The entries that follow include a run beginning at the line with "default_value_t = DetectionConfig::DEFAULT_MIN_EDGES)]" and ending at the line with "(degrees from north)."; restate that run word for word and leave the rest out.
[[ Provided data open ]]
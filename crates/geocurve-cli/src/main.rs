//! geocurve: command-line driver for the curve detectors.
//!
//! Reads a JSON input, runs one detector and writes the resulting curve
//! set as JSON, optionally also as SVG.
//!
//! # Usage
//!
//! ```text
//! geocurve trend-lines points.json --max-distance 15 --damping 0.75
//! geocurve edges grid.json --sigma 2 --line-length 5 --svg edges.svg
//! geocurve contours grid.json --interval-min 0 --interval-max 500 --interval-spacing 50
//! ```
//!
//! `trend-lines` reads a [`PartsSource`] (`vertices`, optional `parts`
//! and `labels`); `edges` and `contours` read a [`GridData`].

#![allow(clippy::print_stdout, clippy::print_stderr)]

use std::path::{Path, PathBuf};
use std::process::ExitCode;

use clap::{Args, Parser, Subcommand};
use geocurve_export::SvgMetadata;
use geocurve_pipeline::{
    AzimuthFilter, ContourConfig, CurveError, CurveSet, DetectionConfig, EdgeDetectionConfig,
    GridData, PartsSource,
};
use log::{info, warn};
use serde::Serialize;
use serde::de::DeserializeOwned;

/// Detect trend lines, edges and contours in geoscience data.
#[derive(Parser)]
#[command(name = "geocurve", version)]
struct Cli {
    #[command(subcommand)]
    command: Command,

    /// Write the curve set JSON to this file instead of stdout.
    #[arg(long, global = true)]
    output: Option<PathBuf>,

    /// Also write the curves as SVG.
    #[arg(long, global = true)]
    svg: Option<PathBuf>,

    /// Full detector config as a JSON string.
    ///
    /// When provided, all other parameter flags of the subcommand are
    /// ignored. The JSON must match the detector's config serialization.
    #[arg(long, global = true)]
    config_json: Option<String>,
}

#[derive(Subcommand)]
enum Command {
    /// Connect labeled points across parts into trend lines.
    TrendLines(TrendLineArgs),
    /// Detect straight edges in a grid.
    Edges(EdgeArgs),
    /// Trace iso-value contours of a grid.
    Contours(ContourArgs),
}

#[derive(Args)]
struct TrendLineArgs {
    /// Path to the points JSON.
    input: PathBuf,

    /// Minimum number of edges per trend line.
    #[arg(long, default_value_t = DetectionConfig::DEFAULT_MIN_EDGES)]
    min_edges: usize,

    /// Ignore connections longer than this.
    #[arg(long)]
    max_distance: Option<f64>,

    /// Straightness vs. proximity weight, 0 (straight) to 1 (nearest).
    #[arg(long, default_value_t = DetectionConfig::DEFAULT_DAMPING)]
    damping: f64,

    /// Keep connections aligned with this azimuth (degrees from north).
    #[arg(long, requires = "azimuth_tol", allow_negative_numbers = true)]
    azimuth: Option<f64>,

    /// Allowed deviation from `--azimuth` in degrees.
    #[arg(long, requires = "azimuth")]
    azimuth_tol: Option<f64>,

    /// Label whose points are never connected.
    #[arg(long, allow_negative_numbers = true)]
    background: Option<i64>,

    /// Name of the per-vertex label array in the output.
    #[arg(long, default_value = "label")]
    data_name: String,
}

#[derive(Args)]
struct EdgeArgs {
    /// Path to the grid JSON.
    input: PathBuf,

    /// Minimum segment length in pixels.
    #[arg(long, default_value_t = EdgeDetectionConfig::DEFAULT_LINE_LENGTH)]
    line_length: u32,

    /// Maximum gap in pixels within one segment.
    #[arg(long, default_value_t = EdgeDetectionConfig::DEFAULT_LINE_GAP)]
    line_gap: u32,

    /// Gaussian blur sigma.
    #[arg(long, default_value_t = EdgeDetectionConfig::DEFAULT_SIGMA)]
    sigma: f32,

    /// Minimum Hough votes per line.
    #[arg(long, default_value_t = EdgeDetectionConfig::DEFAULT_THRESHOLD)]
    threshold: u32,

    /// Tile width in pixels.
    #[arg(long)]
    window_size: Option<u32>,

    /// Merge endpoints closer than this world distance.
    #[arg(long)]
    merge_length: Option<f64>,

    /// Canny low threshold, as a gradient-magnitude quantile in [0, 1].
    #[arg(long, default_value_t = EdgeDetectionConfig::DEFAULT_CANNY_LOW)]
    canny_low: f32,

    /// Canny high threshold, as a gradient-magnitude quantile in [0, 1].
    #[arg(long, default_value_t = EdgeDetectionConfig::DEFAULT_CANNY_HIGH)]
    canny_high: f32,
}

#[derive(Args)]
struct ContourArgs {
    /// Path to the grid JSON.
    input: PathBuf,

    /// First interval level.
    #[arg(long, allow_negative_numbers = true)]
    interval_min: Option<f64>,

    /// Last interval level (inclusive).
    #[arg(long, allow_negative_numbers = true)]
    interval_max: Option<f64>,

    /// Step between interval levels.
    #[arg(long)]
    interval_spacing: Option<f64>,

    /// Extra level to trace; repeatable.
    #[arg(long = "fixed-contour", allow_negative_numbers = true)]
    fixed_contours: Vec<f64>,
}

/// Everything that can stop a run.
#[derive(Debug, thiserror::Error)]
enum CliError {
    #[error("error reading {}: {source}", path.display())]
    Read {
        path: PathBuf,
        source: std::io::Error,
    },

    #[error("error parsing {}: {source}", path.display())]
    Parse {
        path: PathBuf,
        source: serde_json::Error,
    },

    #[error("error writing {}: {source}", path.display())]
    Write {
        path: PathBuf,
        source: std::io::Error,
    },

    #[error("error parsing --config-json: {0}")]
    ConfigJson(serde_json::Error),

    #[error("error serializing output: {0}")]
    Serialize(#[from] serde_json::Error),

    #[error(transparent)]
    Curve(#[from] CurveError),
}

fn read_json<T: DeserializeOwned>(path: &Path) -> Result<T, CliError> {
    let text = std::fs::read_to_string(path).map_err(|source| CliError::Read {
        path: path.to_path_buf(),
        source,
    })?;
    serde_json::from_str(&text).map_err(|source| CliError::Parse {
        path: path.to_path_buf(),
        source,
    })
}

fn write_file(path: &Path, contents: &str) -> Result<(), CliError> {
    std::fs::write(path, contents).map_err(|source| CliError::Write {
        path: path.to_path_buf(),
        source,
    })
}

/// Parse `--config-json` if given, otherwise build the config from flags.
fn config_or<T: DeserializeOwned>(
    config_json: Option<&str>,
    from_flags: impl FnOnce() -> Result<T, CliError>,
) -> Result<T, CliError> {
    match config_json {
        Some(json) => serde_json::from_str(json).map_err(CliError::ConfigJson),
        None => from_flags(),
    }
}

fn detection_config(args: &TrendLineArgs) -> Result<DetectionConfig, CliError> {
    let azimuth = args
        .azimuth
        .zip(args.azimuth_tol)
        .map(|(azimuth, tolerance)| AzimuthFilter::try_new(azimuth, tolerance))
        .transpose()?;
    Ok(DetectionConfig::try_new(
        args.min_edges,
        args.max_distance,
        args.damping,
        azimuth,
    )?)
}

const fn edge_config(args: &EdgeArgs) -> EdgeDetectionConfig {
    EdgeDetectionConfig {
        line_length: args.line_length,
        line_gap: args.line_gap,
        sigma: args.sigma,
        threshold: args.threshold,
        window_size: args.window_size,
        merge_length: args.merge_length,
        canny_low: args.canny_low,
        canny_high: args.canny_high,
    }
}

fn contour_config(args: &ContourArgs) -> ContourConfig {
    ContourConfig {
        interval_min: args.interval_min,
        interval_max: args.interval_max,
        interval_spacing: args.interval_spacing,
        fixed_contours: args.fixed_contours.clone(),
    }
}

/// Run the selected detector; `None` when it found nothing.
///
/// Also returns the input path and the effective config as JSON for the
/// SVG metadata.
fn detect(cli: &Cli) -> Result<(Option<CurveSet>, &Path, String), CliError> {
    let config_json = cli.config_json.as_deref();
    match &cli.command {
        Command::TrendLines(args) => {
            let config = config_or(config_json, || detection_config(args))?;
            let source: PartsSource = read_json(&args.input)?;
            let connections = geocurve_pipeline::connect_parts(&source, &config, args.background)?;
            let set = connections.into_curve_set(&args.data_name)?;
            Ok((set, args.input.as_path(), to_json(&config)?))
        }
        Command::Edges(args) => {
            let config = config_or(config_json, || Ok(edge_config(args)))?;
            let source: GridData = read_json(&args.input)?;
            let set = geocurve_pipeline::detect_edges(&source, &config)?;
            Ok((set, args.input.as_path(), to_json(&config)?))
        }
        Command::Contours(args) => {
            let config = config_or(config_json, || Ok(contour_config(args)))?;
            let source: GridData = read_json(&args.input)?;
            let set = geocurve_pipeline::detect_contours(&source, &config)?;
            Ok((Some(set), args.input.as_path(), to_json(&config)?))
        }
    }
}

fn to_json(value: &impl Serialize) -> Result<String, CliError> {
    Ok(serde_json::to_string(value)?)
}

fn run(cli: &Cli) -> Result<(), CliError> {
    let (set, input, config_json) = detect(cli)?;
    write_outputs(cli, set.as_ref(), input, &config_json)?;
    Ok(())
}

/// Write the curve set as JSON and, if requested, SVG.
///
/// Nothing is written when detection found no curves; returns whether
/// output was produced.
fn write_outputs(
    cli: &Cli,
    set: Option<&CurveSet>,
    input: &Path,
    config_json: &str,
) -> Result<bool, CliError> {
    let Some(set) = set else {
        warn!("no curves found in {}; nothing written", input.display());
        return Ok(false);
    };

    let json = serde_json::to_string_pretty(set)?;
    match &cli.output {
        Some(path) => {
            write_file(path, &json)?;
            info!("curve set written to {}", path.display());
        }
        None => println!("{json}"),
    }

    if let Some(ref svg_path) = cli.svg {
        let title = input.file_stem().and_then(|s| s.to_str());
        let svg = geocurve_export::to_svg(
            set,
            &SvgMetadata {
                title,
                description: None,
                config_json: Some(config_json),
            },
        );
        write_file(svg_path, &svg)?;
        info!("SVG written to {}", svg_path.display());
    }

    Ok(true)
}

fn main() -> ExitCode {
    env_logger::init();
    let cli = Cli::parse();

    match run(&cli) {
        Ok(()) => ExitCode::SUCCESS,
        Err(e) => {
            eprintln!("{e}");
            ExitCode::FAILURE
        }
    }
}

#[cfg(test)]
#[allow(clippy::unwrap_used)]
mod tests {
    use super::*;

    fn parse(args: &[&str]) -> Cli {
        Cli::try_parse_from(args).unwrap()
    }

    #[test]
    fn cli_definition_is_valid() {
        use clap::CommandFactory;
        Cli::command().debug_assert();
    }

    #[test]
    fn trend_line_flags_build_config() {
        let cli = parse(&[
            "geocurve",
            "trend-lines",
            "points.json",
            "--min-edges",
            "3",
            "--max-distance",
            "15",
            "--damping",
            "0.75",
            "--azimuth",
            "5",
            "--azimuth-tol",
            "10",
        ]);
        let Command::TrendLines(args) = &cli.command else {
            unreachable!("parsed as trend-lines");
        };
        let config = detection_config(args).unwrap();
        assert_eq!(config.min_edges, 3);
        assert_eq!(config.max_distance, Some(15.0));
        assert_eq!(config.azimuth, Some(AzimuthFilter::try_new(5.0, 10.0).unwrap()));
    }

    #[test]
    fn azimuth_requires_tolerance() {
        assert!(
            Cli::try_parse_from(["geocurve", "trend-lines", "p.json", "--azimuth", "5"]).is_err()
        );
    }

    #[test]
    fn invalid_damping_is_rejected() {
        let cli = parse(&["geocurve", "trend-lines", "p.json", "--damping", "2"]);
        let Command::TrendLines(args) = &cli.command else {
            unreachable!("parsed as trend-lines");
        };
        assert!(matches!(
            detection_config(args),
            Err(CliError::Curve(CurveError::InvalidConfig(_)))
        ));
    }

    #[test]
    fn config_json_overrides_flags() {
        let config: EdgeDetectionConfig =
            config_or(Some(r#"{"sigma": 2.5}"#), || Ok(EdgeDetectionConfig::default())).unwrap();
        assert!((config.sigma - 2.5).abs() < f32::EPSILON);
        assert_eq!(config.canny_high, EdgeDetectionConfig::DEFAULT_CANNY_HIGH);
    }

    #[test]
    fn bad_config_json_is_reported() {
        let result: Result<DetectionConfig, _> =
            config_or(Some(r#"{"azimuth": 5.0}"#), || Ok(DetectionConfig::default()));
        assert!(matches!(result, Err(CliError::ConfigJson(_))));
    }

    #[test]
    fn repeated_fixed_contours() {
        let cli = parse(&[
            "geocurve",
            "contours",
            "grid.json",
            "--fixed-contour",
            "100",
            "--fixed-contour",
            "-20",
        ]);
        let Command::Contours(args) = &cli.command else {
            unreachable!("parsed as contours");
        };
        assert_eq!(contour_config(args).fixed_contours, vec![100.0, -20.0]);
    }

    #[test]
    fn empty_result_writes_nothing() {
        let dir = std::env::temp_dir().join(format!("geocurve-empty-{}", std::process::id()));
        let output = dir.join("curves.json");
        let svg = dir.join("curves.svg");
        let cli = parse(&[
            "geocurve",
            "--output",
            output.to_str().unwrap(),
            "--svg",
            svg.to_str().unwrap(),
            "trend-lines",
            "points.json",
        ]);
        let written = write_outputs(&cli, None, Path::new("points.json"), "{}").unwrap();
        assert!(!written);
        assert!(!output.exists());
        assert!(!svg.exists());
    }

    #[test]
    fn found_curves_are_written() {
        let dir = std::env::temp_dir().join(format!("geocurve-found-{}", std::process::id()));
        std::fs::create_dir_all(&dir).unwrap();
        let output = dir.join("curves.json");
        let cli = parse(&["geocurve", "--output", output.to_str().unwrap(), "edges", "grid.json"]);
        let set = CurveSet::new(
            vec![
                geocurve_pipeline::Point::new(0.0, 0.0),
                geocurve_pipeline::Point::new(1.0, 1.0),
            ],
            vec![[0, 1]],
        )
        .unwrap();
        let written = write_outputs(&cli, Some(&set), Path::new("grid.json"), "{}").unwrap();
        assert!(written);
        let text = std::fs::read_to_string(&output).unwrap();
        assert!(text.contains("vertices"));
        std::fs::remove_dir_all(&dir).unwrap();
    }

    #[test]
    fn missing_input_is_a_read_error() {
        let result: Result<GridData, _> = read_json(Path::new("/nonexistent/grid.json"));
        assert!(matches!(result, Err(CliError::Read { .. })));
    }
}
[[ Provided data closed ]]
■ **Solution to this exercise**:
    #[arg(long, default_value_t = DetectionConfig::DEFAULT_MIN_EDGES)]
    min_edges: usize,

    /// Ignore connections longer than this.
    #[arg(long)]
    max_distance: Option<f64>,

    /// Straightness vs. proximity weight, 0 (straight) to 1 (nearest).
    #[arg(long, default_value_t = DetectionConfig::DEFAULT_DAMPING)]
    damping: f64,

    /// Keep connections aligned with this azimuth (degrees from north).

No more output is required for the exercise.